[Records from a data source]
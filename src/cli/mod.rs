pub mod budget;
pub mod entries;
pub mod goals;
pub mod import;
pub mod init;
pub mod menu;
pub mod prompts;
pub mod status;

use chrono::NaiveDate;
use clap::{Parser, Subcommand};
use rusqlite::Connection;

use crate::db::open_initialized;
use crate::error::{Result, StashError};
use crate::settings::Settings;
use crate::validate::parse_date;

pub(crate) fn today() -> NaiveDate {
    chrono::Local::now().date_naive()
}

/// Parse an optional `--date`-style argument, defaulting to today.
pub(crate) fn date_or_today(raw: Option<&str>) -> Result<NaiveDate> {
    match raw {
        Some(s) => parse_date(s, today()),
        None => Ok(today()),
    }
}

/// Open the configured database, creating the data directory and schema on
/// first use.
pub(crate) fn connect(settings: &Settings) -> Result<Connection> {
    let data_dir = std::path::PathBuf::from(&settings.data_dir);
    std::fs::create_dir_all(&data_dir).map_err(|e| {
        StashError::Settings(format!("cannot create data directory {}: {e}", data_dir.display()))
    })?;
    open_initialized(&settings.db_path())
}

#[derive(Parser)]
#[command(name = "stash", about = "Track income, expenses, budgets and savings goals.")]
pub struct Cli {
    /// Enable debug logging
    #[arg(short, long, global = true)]
    pub verbose: bool,

    #[command(subcommand)]
    pub command: Option<Commands>,
}

#[derive(Subcommand)]
pub enum Commands {
    /// Choose a data directory and initialize the database.
    Init {
        /// Path for stash data (default: ~/Documents/stash)
        #[arg(long = "data-dir")]
        data_dir: Option<String>,
        /// Currency symbol used when printing amounts
        #[arg(long)]
        currency: Option<String>,
    },
    /// Record and review income.
    Income {
        #[command(subcommand)]
        command: EntryCommands,
    },
    /// Record and review expenses.
    Expenses {
        #[command(subcommand)]
        command: EntryCommands,
    },
    /// Weekly budgets per expense category.
    Budget {
        #[command(subcommand)]
        command: BudgetCommands,
    },
    /// Savings goals and progress towards them.
    Goals {
        #[command(subcommand)]
        command: GoalsCommands,
    },
    /// Populate the tables from a CSV file (last column names the table).
    Import {
        /// Path to the CSV file
        file: String,
    },
    /// Show the current database and record counts.
    Status,
}

#[derive(Subcommand)]
pub enum EntryCommands {
    /// Add a record.
    Add {
        /// Amount, e.g. 12.50
        amount: String,
        /// Category name (default: Misc)
        #[arg(long)]
        category: Option<String>,
        /// Short description (35 characters max)
        #[arg(long, default_value = "")]
        description: String,
        /// Date: YYYY-MM-DD (default: today)
        #[arg(long)]
        date: Option<String>,
    },
    /// List records over a range of days, with the total.
    List {
        /// First day to include: YYYY-MM-DD (default: today)
        #[arg(long = "from")]
        from_date: Option<String>,
        /// Number of days to cover, 1 to 30
        #[arg(long, default_value = "30")]
        days: u32,
        /// Only records in this category
        #[arg(long)]
        category: Option<String>,
    },
    /// Replace every field of a record.
    Update {
        /// Record I.D. (shown in `list`)
        id: i64,
        amount: String,
        #[arg(long)]
        category: Option<String>,
        #[arg(long, default_value = "")]
        description: String,
        #[arg(long)]
        date: Option<String>,
    },
    /// Delete a record.
    Delete {
        /// Record I.D. (shown in `list`)
        id: i64,
    },
    /// List categories in use.
    Categories,
    /// Move every record in a category to a new name.
    RenameCategory { from: String, to: String },
    /// Delete a category; its records move to Misc.
    DeleteCategory { name: String },
}

#[derive(Subcommand)]
pub enum BudgetCommands {
    /// Set the weekly budget for an expense category.
    Set { category: String, amount: String },
    /// List all budgets.
    List,
    /// Compare a category's spending with its budget over a range of days.
    Check {
        category: String,
        #[arg(long = "from")]
        from_date: Option<String>,
        #[arg(long, default_value = "7")]
        days: u32,
    },
}

#[derive(Subcommand)]
pub enum GoalsCommands {
    /// Add a savings goal.
    Add {
        /// Amount to save
        amount: String,
        #[arg(long, default_value = "")]
        description: String,
        /// Start date: YYYY-MM-DD (default: today)
        #[arg(long)]
        date: Option<String>,
    },
    /// List goals.
    List,
    /// Delete a goal.
    Delete { id: i64 },
    /// Show progress towards every goal.
    Progress {
        /// Compute progress as of this date (default: today)
        #[arg(long = "as-of")]
        as_of: Option<String>,
        /// Also print the per-segment profit breakdown
        #[arg(long)]
        breakdown: bool,
    },
}
#[cfg(test)]
mod tests {
    use super::*;
    use crate::models::{EntryKind, LedgerEntry};

    fn date(s: &str) -> NaiveDate {
        NaiveDate::parse_from_str(s, "%Y-%m-%d").unwrap()
    }

    fn goal(id: i64, start: &str, target: f64) -> Goal {
        Goal {
            id,
            start_date: date(start),
            target_amount: target,
            description: format!("goal {id}"),
        }
    }

    #[derive(Default)]
    struct MemLedger {
        income: Vec<LedgerEntry>,
        expenses: Vec<LedgerEntry>,
    }

    impl MemLedger {
        fn with(mut self, kind: EntryKind, d: &str, amount: f64) -> Self {
            let rows = match kind {
                EntryKind::Income => &mut self.income,
                EntryKind::Expenses => &mut self.expenses,
            };
            rows.push(LedgerEntry {
                id: rows.len() as i64 + 1,
                date: date(d),
                amount,
                category: "Misc".into(),
                description: String::new(),
            });
            self
        }
    }

    impl LedgerQuery for MemLedger {
        fn query_range(
            &self,
            kind: EntryKind,
            start: NaiveDate,
            end: NaiveDate,
            category: Option<&str>,
        ) -> Result<Vec<LedgerEntry>> {
            let rows = match kind {
                EntryKind::Income => &self.income,
                EntryKind::Expenses => &self.expenses,
            };
            Ok(rows
                .iter()
                .filter(|e| e.date >= start && e.date <= end)
                .filter(|e| category.map_or(true, |c| e.category == c))
                .cloned()
                .collect())
        }
    }

    struct BrokenLedger;

    impl LedgerQuery for BrokenLedger {
        fn query_range(&self, _: EntryKind, _: NaiveDate, _: NaiveDate, _: Option<&str>) -> Result<Vec<LedgerEntry>> {
            Err(StashError::unavailable(rusqlite::Error::InvalidQuery))
        }
    }

    fn assert_close(actual: f64, expected: f64) {
        assert!((actual - expected).abs() < 1e-9, "expected {expected}, got {actual}");
    }

    #[test]
    fn test_completion_cascade() {
        let goals = vec![goal(1, "2025-01-01", 100.0), goal(2, "2025-01-01", 300.0)];
        let ledger = MemLedger::default().with(EntryKind::Income, "2025-01-01", 250.0);
        let progress = compute_progress(&goals, &ledger, date("2025-01-31")).unwrap();
        assert_close(progress[&1], 0.0);
        assert_close(progress[&2], 150.0);
    }

    #[test]
    fn test_exactly_funded_goal_completes_despite_float_residue() {
        // 286.85 = 271.88 + 29.94 / 2, which leaves ~2.7e-14 in plain f64 arithmetic.
        let goals = vec![
            goal(1, "2025-01-01", 286.85),
            goal(2, "2025-02-01", 1000.0),
            goal(3, "2025-03-01", 1000.0),
        ];
        let ledger = MemLedger::default()
            .with(EntryKind::Income, "2025-01-05", 271.88)
            .with(EntryKind::Income, "2025-02-05", 29.94);
        let allocation = allocate(&goals, &ledger, date("2025-03-10")).unwrap();
        assert_eq!(allocation.remaining[&1], 0.0);
        assert_close(allocation.remaining[&2], 1000.0 - 14.97);
        assert_eq!(allocation.remaining[&3], 1000.0);
        assert_eq!(allocation.segments[2].active_goal_count, 2);
    }

    #[test]
    fn test_cascade_across_several_completions() {
        let goals = vec![
            goal(1, "2025-01-01", 10.0),
            goal(2, "2025-01-01", 60.0),
            goal(3, "2025-01-01", 1000.0),
        ];
        let ledger = MemLedger::default().with(EntryKind::Income, "2025-01-02", 150.0);
        let progress = compute_progress(&goals, &ledger, date("2025-01-31")).unwrap();
        // 50 each, then goal 1's 40 over split 20/20, then goal 2's 10 over.
        assert_close(progress[&1], 0.0);
        assert_close(progress[&2], 0.0);
        assert_close(progress[&3], 1000.0 - 50.0 - 20.0 - 10.0);
    }

    #[test]
    fn test_single_goal_scenario_discards_surplus() {
        let goals = vec![goal(1, "2025-01-01", 200.0)];
        let ledger = MemLedger::default()
            .with(EntryKind::Income, "2025-01-01", 300.0)
            .with(EntryKind::Expenses, "2025-01-02", 50.0);
        let allocation = allocate(&goals, &ledger, date("2025-01-10")).unwrap();
        assert_close(allocation.remaining[&1], 0.0);
        assert_eq!(allocation.segments.len(), 1);
        assert_close(allocation.segments[0].net_profit, 250.0);
        assert_close(allocation.segments[0].unallocated, 50.0);
    }

    #[test]
    fn test_future_goals_untouched() {
        let goals = vec![goal(1, "2025-01-01", 500.0), goal(2, "2025-06-01", 80.0)];
        let ledger = MemLedger::default()
            .with(EntryKind::Income, "2025-01-05", 100.0)
            .with(EntryKind::Income, "2025-07-01", 100.0);
        let progress = compute_progress(&goals, &ledger, date("2025-03-01")).unwrap();
        assert_close(progress[&1], 400.0);
        assert_eq!(progress[&2], 80.0);
    }

    #[test]
    fn test_segments_split_at_start_dates() {
        let goals = vec![goal(1, "2025-01-01", 1000.0), goal(2, "2025-01-10", 1000.0)];
        let ledger = MemLedger::default()
            .with(EntryKind::Income, "2025-01-09", 100.0)
            .with(EntryKind::Income, "2025-01-10", 100.0);
        let allocation = allocate(&goals, &ledger, date("2025-01-20")).unwrap();
        assert_close(allocation.remaining[&1], 850.0);
        assert_close(allocation.remaining[&2], 950.0);
        let bounds: Vec<_> = allocation.segments.iter().map(|s| (s.start, s.end)).collect();
        assert_eq!(
            bounds,
            vec![
                (date("2025-01-01"), date("2025-01-09")),
                (date("2025-01-10"), date("2025-01-20")),
            ]
        );
        assert_eq!(allocation.segments[1].active_goal_count, 2);
    }

    #[test]
    fn test_segment_bounds_stop_at_today() {
        let goals = vec![
            goal(1, "2025-01-01", 1.0),
            goal(2, "2025-01-01", 1.0),
            goal(3, "2025-02-01", 1.0),
            goal(4, "2025-03-01", 1.0),
        ];
        assert_eq!(
            segment_bounds(&goals, date("2025-02-15")),
            vec![
                (date("2025-01-01"), date("2025-01-31")),
                (date("2025-02-01"), date("2025-02-15")),
            ]
        );
        assert!(segment_bounds(&goals, date("2024-12-31")).is_empty());
    }

    #[test]
    fn test_goal_starting_today_gets_a_segment() {
        let goals = vec![goal(1, "2025-01-01", 100.0), goal(2, "2025-02-01", 100.0)];
        let ledger = MemLedger::default().with(EntryKind::Income, "2025-02-01", 60.0);
        let progress = compute_progress(&goals, &ledger, date("2025-02-01")).unwrap();
        assert_close(progress[&1], 70.0);
        assert_close(progress[&2], 70.0);
    }

    #[test]
    fn test_losses_are_clamped() {
        let goals = vec![goal(1, "2025-01-01", 100.0), goal(2, "2025-02-01", 100.0)];
        let ledger = MemLedger::default()
            .with(EntryKind::Income, "2025-01-05", 40.0)
            .with(EntryKind::Expenses, "2025-02-05", 500.0);
        let progress = compute_progress(&goals, &ledger, date("2025-03-01")).unwrap();
        assert_close(progress[&1], 60.0);
        assert_close(progress[&2], 100.0);
    }

    #[test]
    fn test_profit_without_active_goals_is_not_carried() {
        let goals = vec![goal(1, "2025-01-01", 100.0), goal(2, "2025-02-01", 100.0)];
        let ledger = MemLedger::default()
            .with(EntryKind::Income, "2025-01-02", 120.0)
            .with(EntryKind::Income, "2025-01-20", 500.0);
        let allocation = allocate(&goals, &ledger, date("2025-03-01")).unwrap();
        assert_close(allocation.remaining[&1], 0.0);
        assert_close(allocation.remaining[&2], 100.0);
        assert_close(allocation.segments[0].unallocated, 520.0);
    }

    #[test]
    fn test_completed_goal_excluded_from_later_segments() {
        let goals = vec![goal(1, "2025-01-01", 50.0), goal(2, "2025-02-01", 100.0)];
        let ledger = MemLedger::default()
            .with(EntryKind::Income, "2025-01-02", 50.0)
            .with(EntryKind::Income, "2025-02-02", 60.0);
        let allocation = allocate(&goals, &ledger, date("2025-03-01")).unwrap();
        assert_eq!(allocation.segments[1].active_goal_count, 1);
        assert_close(allocation.remaining[&2], 40.0);
    }

    #[test]
    fn test_conservation_without_completion() {
        let goals = vec![
            goal(1, "2025-01-01", 1000.0),
            goal(2, "2025-01-01", 700.0),
            goal(3, "2025-01-01", 400.0),
        ];
        let ledger = MemLedger::default()
            .with(EntryKind::Income, "2025-01-03", 500.0)
            .with(EntryKind::Expenses, "2025-01-04", 200.0);
        let progress = compute_progress(&goals, &ledger, date("2025-01-31")).unwrap();
        let before: f64 = goals.iter().map(|g| g.target_amount).sum();
        let after: f64 = progress.values().sum();
        assert_close(before - after, 300.0);
    }

    #[test]
    fn test_zero_profit_is_idempotent() {
        let goals = vec![goal(1, "2025-01-01", 100.0), goal(2, "2025-01-01", 30.0)];
        let ledger = MemLedger::default()
            .with(EntryKind::Income, "2025-01-03", 75.0)
            .with(EntryKind::Expenses, "2025-01-04", 75.0);
        let first = compute_progress(&goals, &ledger, date("2025-01-31")).unwrap();
        let second = compute_progress(&goals, &ledger, date("2025-01-31")).unwrap();
        assert_eq!(first, second);
        assert_eq!(first[&1], 100.0);
        assert_eq!(first[&2], 30.0);
    }

    #[test]
    fn test_remaining_is_monotonic_and_bounded() {
        let goals = vec![
            goal(1, "2025-01-01", 120.0),
            goal(2, "2025-01-05", 90.0),
            goal(3, "2025-01-12", 400.0),
        ];
        let ledger = MemLedger::default()
            .with(EntryKind::Income, "2025-01-02", 40.0)
            .with(EntryKind::Expenses, "2025-01-06", 70.0)
            .with(EntryKind::Income, "2025-01-07", 130.0)
            .with(EntryKind::Income, "2025-01-13", 90.0)
            .with(EntryKind::Expenses, "2025-01-15", 300.0)
            .with(EntryKind::Income, "2025-01-18", 250.0);

        // Processed segments grow as each start date passes.
        let checkpoints = ["2025-01-04", "2025-01-11", "2025-01-20"];
        let mut previous: Option<ProgressMap> = None;
        for today in checkpoints {
            let progress = compute_progress(&goals, &ledger, date(today)).unwrap();
            for g in &goals {
                let r = progress[&g.id];
                assert!(r >= 0.0 && r <= g.target_amount, "goal {} out of bounds: {r}", g.id);
                if let Some(prev) = &previous {
                    assert!(r <= prev[&g.id] + 1e-9, "goal {} went up on {today}", g.id);
                }
            }
            previous = Some(progress);
        }
    }

    #[test]
    fn test_invalid_goal_rejected() {
        let goals = vec![goal(1, "2025-01-01", 100.0), goal(2, "2025-01-01", 0.0)];
        let err = compute_progress(&goals, &MemLedger::default(), date("2025-02-01")).unwrap_err();
        assert!(matches!(err, StashError::InvalidGoal { id: 2, .. }));
    }

    #[test]
    fn test_storage_failure_surfaces() {
        let goals = vec![goal(1, "2025-01-01", 100.0)];
        let err = compute_progress(&goals, &BrokenLedger, date("2025-02-01")).unwrap_err();
        assert!(matches!(err, StashError::StorageUnavailable(_)));
    }

    #[test]
    fn test_no_goals() {
        let progress = compute_progress(&[], &MemLedger::default(), date("2025-02-01")).unwrap();
        assert!(progress.is_empty());
    }

    #[test]
    fn test_against_sqlite_ledger() {
        use crate::db::test_db;
        use crate::ledger::Ledger;
        use crate::models::NewEntry;

        let (_dir, conn) = test_db();
        let ledger = Ledger::new(&conn);
        ledger
            .insert_entry(
                EntryKind::Income,
                NewEntry {
                    date: date("2025-01-01"),
                    amount: 250.0,
                    category: "Salary".into(),
                    description: "Pay".into(),
                },
            )
            .unwrap();
        let goals = vec![goal(1, "2025-01-01", 100.0), goal(2, "2025-01-01", 300.0)];
        let progress = compute_progress(&goals, &ledger, date("2025-01-10")).unwrap();
        assert_close(progress[&2], 150.0);
    }
}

WHAT IS REQUIRED: State only the count of lines above that hold the string "description".

ANSWER FOR THIS EXERCISE: 7